**What is being asked**
Once you reach the line containing "fn install_metrics(port: u16)" in the entries below, write out that line and each one after it down to the line containing "to start metrics", exactly and with nothing added.

Saved entries:
┌──

//! caelus
//!
//! ## Architecture
//!
//! ```text
//! Gmail ─▶ ingest ─▶ Qdrant + NATS "mails"
//!                         ↓
//!                      process ─▶ S3 prompts + NATS "prompts"
//!                                      ↓
//!                                    feed ─▶ OpenAI ─▶ S3 responses
//! ```
//!
//! Each stage can run as its own process (`ingest`, `process`, `feed`) or
//! all together in one (`run`), which is the only way the in-memory
//! connectors can hand work from one stage to the next.

use std::net::{Ipv4Addr, SocketAddr};
use std::path::PathBuf;

use clap::{Parser, Subcommand};
use core_config::Environment;
use core_config::tracing::{init_tracing, install_color_eyre};
use domain_pipeline::{Components, PipelineConfig};
use eyre::{Result, WrapErr};
use metrics_exporter_prometheus::PrometheusBuilder;
use tokio::signal;
use tokio::sync::watch;
use tracing::{error, info};

#[derive(Debug, Parser)]
#[command(name = "caelus")]
#[command(about = "Turn mailing-list traffic into LLM prompts under a daily token budget")]
pub struct Cli {
    /// Pipeline configuration document
    #[arg(short, long, env = "CAELUS_CONFIG", default_value = "config.yaml")]
    pub config: PathBuf,

    /// Serve Prometheus metrics on this port
    #[arg(long, env = "CAELUS_METRICS_PORT")]
    pub metrics_port: Option<u16>,

    #[command(subcommand)]
    pub command: Command,
}

#[derive(Debug, Clone, Copy, PartialEq, Eq, Subcommand)]
pub enum Command {
    /// Harvest every source once, embed the records and queue their ids
    Ingest,
    /// Assemble prompts from queued record ids until stopped
    Process,
    /// Send prompts to the language model until stopped, pausing when the
    /// daily budget is spent
    Feed,
    /// Ingest once, then process and feed in this process
    Run,
}

/// Parse the command line and run the selected stage.
pub async fn run() -> Result<()> {
    install_color_eyre();
    let cli = Cli::parse();

    let environment = Environment::from_env();
    init_tracing(&environment);
    info!(command = ?cli.command, config = %cli.config.display(), "Starting caelus");

    if let Some(port) = cli.metrics_port {
        install_metrics(port)?;
    }

    let config = PipelineConfig::load(&cli.config)
        .wrap_err_with(|| format!("Failed to load {}", cli.config.display()))?;
    let components = Components::new(config);

    let (shutdown_tx, shutdown_rx) = watch::channel(false);
    tokio::spawn(async move {
        if let Err(e) = shutdown_signal().await {
            error!("Error waiting for shutdown signal: {}", e);
        }
        let _ = shutdown_tx.send(true);
    });

    match cli.command {
        Command::Ingest => ingest(&components).await?,
        Command::Process => process(&components, shutdown_rx).await?,
        Command::Feed => feed(&components, shutdown_rx).await?,
        Command::Run => {
            ingest(&components).await?;
            let (processed, fed) = tokio::join!(
                process(&components, shutdown_rx.clone()),
                feed(&components, shutdown_rx)
            );
            processed?;
            fed?;
        }
    }

    info!("caelus stopped");
    Ok(())
}

async fn ingest(components: &Components) -> Result<()> {
    let manager = components
        .ingestion_manager()
        .await
        .wrap_err("Failed to set up ingestion")?;
    let report = manager.run().await;
    info!(
        listed = report.listed,
        upserted = report.upserted,
        enqueued = report.enqueued,
        batches_failed = report.batches_failed,
        sources_failed = report.sources_failed,
        "Ingestion complete"
    );
    Ok(())
}

async fn process(components: &Components, shutdown: watch::Receiver<bool>) -> Result<()> {
    let pool = components
        .processor_pool()
        .await
        .wrap_err("Failed to set up the prompt processor")?;
    pool.run(shutdown).await;
    Ok(())
}

async fn feed(components: &Components, shutdown: watch::Receiver<bool>) -> Result<()> {
    let pool = components
        .dispatch_pool()
        .await
        .wrap_err("Failed to set up the prompt feeder")?;
    let budget = pool.budget();
    let exhausted = pool.run(shutdown).await;
    info!(
        exhausted_workers = exhausted,
        used = budget.used(),
        limit = budget.limit(),
        "Feeder finished"
    );
    Ok(())
}

/// Install the Prometheus recorder with an HTTP listener on `port`.
fn install_metrics(port: u16) -> Result<()> {
    let addr = SocketAddr::from((Ipv4Addr::UNSPECIFIED, port));
    PrometheusBuilder::new()
        .with_http_listener(addr)
        .install()
        .wrap_err_with(|| format!("Failed to start metrics listener on {addr}"))?;
    info!(port, "Metrics listener started");
    Ok(())
}

/// Wait for a shutdown signal (SIGINT or SIGTERM)
async fn shutdown_signal() -> Result<()> {
    let ctrl_c = async { signal::ctrl_c().await.wrap_err("Failed to install Ctrl+C handler") };

    #[cfg(unix)]
    let terminate = async {
        signal::unix::signal(signal::unix::SignalKind::terminate())
            .wrap_err("Failed to install signal handler")?
            .recv()
            .await;
        Ok::<_, eyre::Report>(())
    };

    #[cfg(not(unix))]
    let terminate = std::future::pending::<Result<()>>();

    tokio::select! {
        result = ctrl_c => {
            result?;
            info!("Received Ctrl+C, initiating shutdown...");
        },
        result = terminate => {
            result?;
            info!("Received SIGTERM, initiating shutdown...");
        },
    }

    Ok(())
}

#[cfg(test)]
mod tests {
    use super::*;

    #[test]
    fn test_subcommands_parse() {
        let cli = Cli::try_parse_from(["caelus", "--config", "pipeline.yaml", "feed"]).unwrap();
        assert_eq!(cli.config, PathBuf::from("pipeline.yaml"));
        assert_eq!(cli.command, Command::Feed);
        assert_eq!(cli.metrics_port, None);

        let cli = Cli::try_parse_from(["caelus", "--metrics-port", "9100", "run"]).unwrap();
        assert_eq!(cli.metrics_port, Some(9100));
        assert_eq!(cli.command, Command::Run);
    }

    #[test]
    fn test_config_path_from_env() {
        temp_env::with_vars(
            [("CAELUS_CONFIG", Some("/etc/caelus.yaml")), ("CAELUS_METRICS_PORT", None)],
            || {
                let cli = Cli::try_parse_from(["caelus", "process"]).unwrap();
                assert_eq!(cli.config, PathBuf::from("/etc/caelus.yaml"));
            },
        );
    }

    #[test]
    fn test_sample_config_loads() {
        let secrets = [
            "GMAIL_CLIENT_ID",
            "GMAIL_CLIENT_SECRET",
            "GMAIL_REFRESH_TOKEN",
            "MINIO_ACCESS_KEY",
            "MINIO_SECRET_KEY",
            "OPENAI_API_KEY",
        ]
        .map(|key| (key, Some("secret")));

        temp_env::with_vars(secrets, || {
            let path = PathBuf::from(env!("CARGO_MANIFEST_DIR")).join("config.yaml");
            let config = PipelineConfig::load(&path).unwrap();
            assert_eq!(config.sources.len(), 1);
            assert_eq!(config.buffer.type_name(), "nats");
            assert_eq!(config.storage.len(), 2);
            assert!(config.llm.is_some());
        });
    }

    #[test]
    fn test_default_config_and_missing_command() {
        temp_env::with_var_unset("CAELUS_CONFIG", || {
            let cli = Cli::try_parse_from(["caelus", "ingest"]).unwrap();
            assert_eq!(cli.config, PathBuf::from("config.yaml"));
        });
        assert!(Cli::try_parse_from(["caelus"]).is_err());
    }
}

└──

**Your solution**
fn install_metrics(port: u16) -> Result<()> {
    let addr = SocketAddr::from((Ipv4Addr::UNSPECIFIED, port));
    PrometheusBuilder::new()
        .with_http_listener(addr)
        .install()
        .wrap_err_with(|| format!("Failed to start metrics listener on {addr}"))?;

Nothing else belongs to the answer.